How quickly the fallen spirit can be stripped of its veneer by a vulture. How quickly the mind loses its ability to regulate the desires of the body. They had fucked in every room, mauled and bruised each other. And if Leo felt like a zombie ground into the earth by a siren he could not complain, because he had consented to everything, even encouraged it.
The days blurred into one until 2 April reared up in front of him. A year had passed since Eleni’s death. That morning he did not emerge from bed, he could hear Kath putting Ellen to sleep
in her cot. He knew that any moment the door would open. He pulled the sheets over his head and groaned. He felt something stir in his gut, he did not recognize it at first, but it bubbled quietly until she walked in and pulled his covers off. It was the tiniest of rebellions, barely a croak when it came out. ‘Stop,’ he whispered, ‘we have to stop this . . . I hate it . . . I’ve had enough.’
Deep down she knew he was right. It had to stop. Her addiction to Leo was like a cancer eating away at her family life, but she had been unable to kick the habit. Now the drug had rejected the addict. Yet still she craved him; their liaison had marked her sexual renaissance, she felt rejuvenated, attractive and powerful. She could neither explain nor contain the rage that was welling up inside her or understand why, when there was no love between them, she should feel so spurned.

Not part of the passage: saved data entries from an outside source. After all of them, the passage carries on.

//! Content negotiation: request headers, response content type and content
//! codings
//!
//! Every request carries the configured media type and charset, the accepted
//! media type and charset, a `Date`, the optional `User-Agent`, an
//! `Accept-Encoding` listing the registered [`ContentDecoder`]s, and any
//! custom headers (e.g. `Authorization`).
//!
//! A `200` response must declare the same media type. Its `charset`
//! parameter must be on the whitelist and defaults to utf-8 when absent.
//! A `Content-Encoding` header selects decoders, undone in reverse order of
//! application before the body reaches the JSON parser.

use bytes::Bytes;
use http::header::{
    HeaderMap, HeaderName, HeaderValue, ACCEPT, ACCEPT_CHARSET, ACCEPT_ENCODING,
    CONTENT_ENCODING, CONTENT_TYPE, DATE, USER_AGENT,
};
use jrh_core::{Charset, ClientErrorKind, Error, ProtocolErrorKind, Result};
use std::fmt;
use std::sync::Arc;

/// Media type used when none is configured
pub const DEFAULT_MEDIA_TYPE: &str = "application/json-rpc";

/// Content coding that is always accepted and never needs decoding
pub const IDENTITY: &str = "identity";

/// Undoes one content coding (e.g. `gzip`, `br`)
pub trait ContentDecoder: Send + Sync {
    /// The `Content-Encoding` token this decoder handles
    fn token(&self) -> &str;

    /// Decode a complete body
    fn decode(&self, body: Bytes) -> std::io::Result<Bytes>;
}

/// Registered content decoders, in registration order
#[derive(Clone, Default)]
pub struct ContentDecoders {
    decoders: Vec<Arc<dyn ContentDecoder>>,
}

impl ContentDecoders {
    /// Create an empty set; only `identity` is accepted
    pub fn new() -> Self {
        Self::default()
    }

    /// Register a decoder, replacing any decoder for the same token
    pub fn register(&mut self, decoder: Arc<dyn ContentDecoder>) {
        self.decoders
            .retain(|existing| !existing.token().eq_ignore_ascii_case(decoder.token()));
        self.decoders.push(decoder);
    }

    /// Find the decoder for a token
    pub fn get(&self, token: &str) -> Option<&Arc<dyn ContentDecoder>> {
        self.decoders
            .iter()
            .find(|decoder| decoder.token().eq_ignore_ascii_case(token))
    }

    /// Registered tokens, in registration order
    pub fn tokens(&self) -> Vec<&str> {
        self.decoders.iter().map(|decoder| decoder.token()).collect()
    }

    /// Whether no decoder is registered
    pub fn is_empty(&self) -> bool {
        self.decoders.is_empty()
    }

    /// `Accept-Encoding` value advertising the registered decoders
    pub fn accept_encoding(&self) -> Option<String> {
        (!self.is_empty()).then(|| self.tokens().join(", "))
    }

    /// Undo the codings listed in a `Content-Encoding` header value
    ///
    /// Codings are listed in the order they were applied, so they are undone
    /// from last to first.
    pub fn decode(&self, content_encoding: &str, mut body: Bytes) -> Result<Bytes> {
        let tokens: Vec<&str> = content_encoding
            .split(',')
            .map(str::trim)
            .filter(|token| !token.is_empty())
            .collect();

        for token in tokens.into_iter().rev() {
            if token.eq_ignore_ascii_case(IDENTITY) {
                continue;
            }
            let decoder = self.get(token).ok_or_else(|| {
                tracing::debug!(coding = %token, "Response uses an unsupported content coding");
                Error::protocol(ProtocolErrorKind::InvalidContentEncoding, 200, None)
            })?;
            body = decoder.decode(body).map_err(|e| {
                Error::client_detail(
                    ClientErrorKind::InvalidResponse,
                    None,
                    format!("{} decoding failed: {}", token, e),
                )
            })?;
        }
        Ok(body)
    }
}

impl fmt::Debug for ContentDecoders {
    fn fmt(&self, f: &mut fmt::Formatter<'_>) -> fmt::Result {
        f.debug_list().entries(self.tokens()).finish()
    }
}

/// Negotiated content settings of a client
#[derive(Debug, Clone)]
pub struct ContentNegotiation {
    media_type: String,
    charset: Charset,
    content_type: HeaderValue,
    accept: HeaderValue,
    user_agent: Option<HeaderValue>,
    custom_headers: HeaderMap,
    decoders: ContentDecoders,
}

impl ContentNegotiation {
    /// Validate the settings and prepare the static header values
    ///
    /// # Errors
    ///
    /// `Error::Configuration` if the media type is not a `type/subtype` pair
    /// or a value cannot be sent as an HTTP header.
    pub fn new(
        media_type: impl Into<String>,
        charset: Charset,
        user_agent: Option<String>,
        custom_headers: HeaderMap,
        decoders: ContentDecoders,
    ) -> Result<Self> {
        let media_type = media_type.into().trim().to_ascii_lowercase();
        let valid_media_type = matches!(
            media_type.split_once('/'),
            Some((kind, subtype)) if !kind.is_empty() && !subtype.is_empty() && !subtype.contains(';')
        );
        if !valid_media_type {
            return Err(Error::Configuration(format!(
                "Invalid media type: '{}'",
                media_type
            )));
        }

        let content_type = header_value(&format!("{}; charset={}", media_type, charset.token()))?;
        let accept = header_value(&media_type)?;
        let user_agent = user_agent.as_deref().map(header_value).transpose()?;

        Ok(Self {
            media_type,
            charset,
            content_type,
            accept,
            user_agent,
            custom_headers,
            decoders,
        })
    }

    /// The media type sent and expected
    pub fn media_type(&self) -> &str {
        &self.media_type
    }

    /// The charset request bodies are encoded in
    pub fn charset(&self) -> Charset {
        self.charset
    }

    /// Registered content decoders
    pub fn decoders(&self) -> &ContentDecoders {
        &self.decoders
    }

    /// Headers for one outgoing request
    pub fn request_headers(&self) -> HeaderMap {
        let mut headers = HeaderMap::new();
        headers.insert(CONTENT_TYPE, self.content_type.clone());
        headers.insert(ACCEPT, self.accept.clone());
        headers.insert(ACCEPT_CHARSET, HeaderValue::from_static("utf-8"));

        let date = chrono::Utc::now()
            .format("%a, %d %b %Y %H:%M:%S GMT")
            .to_string();
        if let Ok(date) = HeaderValue::from_str(&date) {
            headers.insert(DATE, date);
        }

        if let Some(user_agent) = &self.user_agent {
            headers.insert(USER_AGENT, user_agent.clone());
        }
        if let Some(accept_encoding) = self.decoders.accept_encoding() {
            if let Ok(value) = HeaderValue::from_str(&accept_encoding) {
                headers.insert(ACCEPT_ENCODING, value);
            }
        }
        // Custom headers replace fixed ones of the same name and keep every
        // value of a repeated name
        for name in self.custom_headers.keys() {
            headers.remove(name);
        }
        for (name, value) in &self.custom_headers {
            headers.append(name.clone(), value.clone());
        }
        headers
    }

    /// Check the `Content-Type` of a `200` response and pick its charset
    ///
    /// # Errors
    ///
    /// [`ProtocolErrorKind::InvalidContentType`] when the header is missing,
    /// names another media type, or declares a charset off the whitelist.
    pub fn response_charset(&self, headers: &HeaderMap) -> Result<Charset> {
        let invalid = || Error::protocol(ProtocolErrorKind::InvalidContentType, 200, None);

        let content_type = headers
            .get(CONTENT_TYPE)
            .and_then(|value| value.to_str().ok())
            .ok_or_else(invalid)?;

        let mut parts = content_type.split(';');
        let media_type = parts.next().unwrap_or_default().trim();
        if !media_type.eq_ignore_ascii_case(&self.media_type) {
            tracing::debug!(
                expected = %self.media_type,
                actual = %media_type,
                "Response media type mismatch"
            );
            return Err(invalid());
        }

        for parameter in parts {
            if let Some((name, value)) = parameter.split_once('=') {
                if name.trim().eq_ignore_ascii_case("charset") {
                    return Charset::parse(value).map_err(|e| {
                        tracing::debug!(error = %e, "Response charset rejected");
                        invalid()
                    });
                }
            }
        }
        Ok(Charset::Utf8)
    }

    /// Undo the response's content codings, if any
    pub fn decode_body(&self, headers: &HeaderMap, body: Bytes) -> Result<Bytes> {
        match headers.get(CONTENT_ENCODING) {
            None => Ok(body),
            Some(value) => {
                let value = value.to_str().map_err(|_| {
                    Error::protocol(ProtocolErrorKind::InvalidContentEncoding, 200, None)
                })?;
                self.decoders.decode(value, body)
            }
        }
    }
}

fn header_value(value: &str) -> Result<HeaderValue> {
    HeaderValue::from_str(value)
        .map_err(|_| Error::Configuration(format!("Invalid header value: '{}'", value)))
}

/// Parse a custom header pair
pub(crate) fn parse_header(name: &str, value: &str) -> Result<(HeaderName, HeaderValue)> {
    let header_name = HeaderName::from_bytes(name.as_bytes())
        .map_err(|_| Error::Configuration(format!("Invalid header name: '{}'", name)))?;
    Ok((header_name, header_value(value)?))
}

#[cfg(test)]
mod tests {
    use super::*;

    struct Reverse;

    impl ContentDecoder for Reverse {
        fn token(&self) -> &str {
            "reverse"
        }

        fn decode(&self, body: Bytes) -> std::io::Result<Bytes> {
            let mut bytes = body.to_vec();
            bytes.reverse();
            Ok(Bytes::from(bytes))
        }
    }

    struct Strip(&'static str);

    impl ContentDecoder for Strip {
        fn token(&self) -> &str {
            self.0
        }

        fn decode(&self, body: Bytes) -> std::io::Result<Bytes> {
            body.strip_prefix(b"#")
                .map(Bytes::copy_from_slice)
                .ok_or_else(|| std::io::Error::other("missing marker"))
        }
    }

    fn negotiation(decoders: ContentDecoders) -> ContentNegotiation {
        ContentNegotiation::new(
            DEFAULT_MEDIA_TYPE,
            Charset::Utf8,
            Some("jrh-test/1.0".to_string()),
            HeaderMap::new(),
            decoders,
        )
        .unwrap()
    }

    fn with_content_type(value: &'static str) -> HeaderMap {
        let mut headers = HeaderMap::new();
        headers.insert(CONTENT_TYPE, HeaderValue::from_static(value));
        headers
    }

    #[test]
    fn test_request_headers() {
        let mut custom = HeaderMap::new();
        custom.insert("authorization", HeaderValue::from_static("Bearer t"));
        let mut decoders = ContentDecoders::new();
        decoders.register(Arc::new(Reverse));

        let content = ContentNegotiation::new(
            "application/json",
            Charset::Utf16Le,
            None,
            custom,
            decoders,
        )
        .unwrap();
        let headers = content.request_headers();

        assert_eq!(headers[CONTENT_TYPE], "application/json; charset=utf-16le");
        assert_eq!(headers[ACCEPT], "application/json");
        assert_eq!(headers[ACCEPT_CHARSET], "utf-8");
        assert_eq!(headers[ACCEPT_ENCODING], "reverse");
        assert_eq!(headers["authorization"], "Bearer t");
        assert!(headers[DATE].to_str().unwrap().ends_with(" GMT"));
        assert!(!headers.contains_key(USER_AGENT));
    }

    #[test]
    fn test_invalid_media_type_rejected() {
        for media_type in ["", "json", "application/", "/json"] {
            let result = ContentNegotiation::new(
                media_type,
                Charset::Utf8,
                None,
                HeaderMap::new(),
                ContentDecoders::new(),
            );
            assert!(matches!(result, Err(Error::Configuration(_))), "{}", media_type);
        }
    }

    #[test]
    fn test_response_charset() {
        let content = negotiation(ContentDecoders::new());

        assert_eq!(
            content.response_charset(&with_content_type("application/json-rpc")).unwrap(),
            Charset::Utf8
        );
        assert_eq!(
            content
                .response_charset(&with_content_type("Application/JSON-RPC; charset=\"UTF-16LE\""))
                .unwrap(),
            Charset::Utf16Le
        );
    }

    #[test]
    fn test_response_content_type_mismatch() {
        let content = negotiation(ContentDecoders::new());

        for headers in [
            HeaderMap::new(),
            with_content_type("text/html"),
            with_content_type("application/json-rpc; charset=latin1"),
        ] {
            let err = content.response_charset(&headers).unwrap_err();
            assert_eq!(err.protocol_kind(), Some(ProtocolErrorKind::InvalidContentType));
            assert_eq!(err.status(), Some(200));
        }
    }

    #[test]
    fn test_codings_undone_in_reverse_order() {
        let mut decoders = ContentDecoders::new();
        decoders.register(Arc::new(Reverse));
        decoders.register(Arc::new(Strip("mark")));

        // "mark" was applied first, then "reverse"
        let body = Bytes::from_static(b"}{#");
        let decoded = decoders.decode("mark, identity, reverse", body).unwrap();
        assert_eq!(decoded, Bytes::from_static(b"{}"));
    }

    #[test]
    fn test_unknown_coding_rejected() {
        let decoders = ContentDecoders::new();
        let err = decoders.decode("br", Bytes::from_static(b"x")).unwrap_err();
        assert_eq!(err.protocol_kind(), Some(ProtocolErrorKind::InvalidContentEncoding));

        assert_eq!(
            decoders.decode("identity", Bytes::from_static(b"x")).unwrap(),
            Bytes::from_static(b"x")
        );
    }

    #[test]
    fn test_decoder_failure_is_client_error() {
        let mut decoders = ContentDecoders::new();
        decoders.register(Arc::new(Strip("mark")));
        let err = decoders.decode("mark", Bytes::from_static(b"{}")).unwrap_err();
        assert_eq!(err.client_kind(), Some(ClientErrorKind::InvalidResponse));
    }

    #[test]
    fn test_register_replaces_same_token() {
        let mut decoders = ContentDecoders::new();
        decoders.register(Arc::new(Strip("gzip")));
        decoders.register(Arc::new(Strip("GZIP")));
        assert_eq!(decoders.tokens(), vec!["GZIP"]);
        assert_eq!(decoders.accept_encoding().as_deref(), Some("GZIP"));
    }

    #[test]
    fn test_parse_header() {
        assert!(parse_header("x-api-key", "secret").is_ok());
        assert!(matches!(
            parse_header("bad header", "v"),
            Err(Error::Configuration(_))
        ));
    }
}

‘Then you’d better leave now,’ she exploded. ‘I don’t want you in the house. Go on, get out.’ She pulled him out of bed and frogmarched him down to the front door in his pyjamas. ‘Piss off and don’t come back,’ she yelled. It was raining hard. Leo stood bewildered on the doorstep whilst Kath returned upstairs to throw his things from the window in a whirl of fury. Leo gathered his goods from the wet pavement and staggered down the road, chased all the way by Mrs Hardman’s splenetic insults and the sorry screams of her abandoned baby.
23
IMAGINE IF YOU OPENED ALL THE PRISONS AND LET ALL THE murderers and thieves out – now imagine if all those lunatics were put in uniforms and given power . . . Actually it’s not so difficult to imagine, is it, Fischel? Because that’s pretty much what Hitler is doing here. And that’s exactly what had just happened in Irkutsk when we got there. Except that Kerensky’s plan to boost the Russian Army with criminals backfired somewhat because, while half the prisoners joined him, the other half mocked him by joining the Bolsheviks. The town was full of no-go areas, particularly at night on the roads towards the barracks, where it wasn’t unusual to find an empty pocketed corpse in the gutter at dawn. Of course we had no idea about that, so we blundered straight into the most dangerous part of town without even realizing it. We found an empty guest house and couldn’t understand why the landlord immediately offered us a discount and agreed to let us pay at the end of the week. We didn’t have enough money to pay up front. He didn’t even ask any questions when he heard Király speaking German. I don’t think he had seen a guest for months.